The data must be returned in full and exactly as given.

[[ Records for the task open ]]

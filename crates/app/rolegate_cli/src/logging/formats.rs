use std::io::Write;

use flexi_logger::{DeferredNow, Record, style};

/// `LEVEL message`, with the level colored when the terminal supports it.
pub fn cli_format(
    w: &mut dyn Write,
    _now: &mut DeferredNow,
    record: &Record,
) -> Result<(), std::io::Error> {
    let level = record.level();
    write!(w, "{} {}", style(level).paint(level.to_string()), record.args())
}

[[ Records for the task closed ]]

**Written answer**
filename crates/app/rolegate_cli/src/logging/formats.rs
use std::io::Write;

use flexi_logger::{DeferredNow, Record, style};

/// `LEVEL message`, with the level colored when the terminal supports it.
pub fn cli_format(
    w: &mut dyn Write,
    _now: &mut DeferredNow,
    record: &Record,
) -> Result<(), std::io::Error> {
    let level = record.level();
    write!(w, "{} {}", style(level).paint(level.to_string()), record.args())
}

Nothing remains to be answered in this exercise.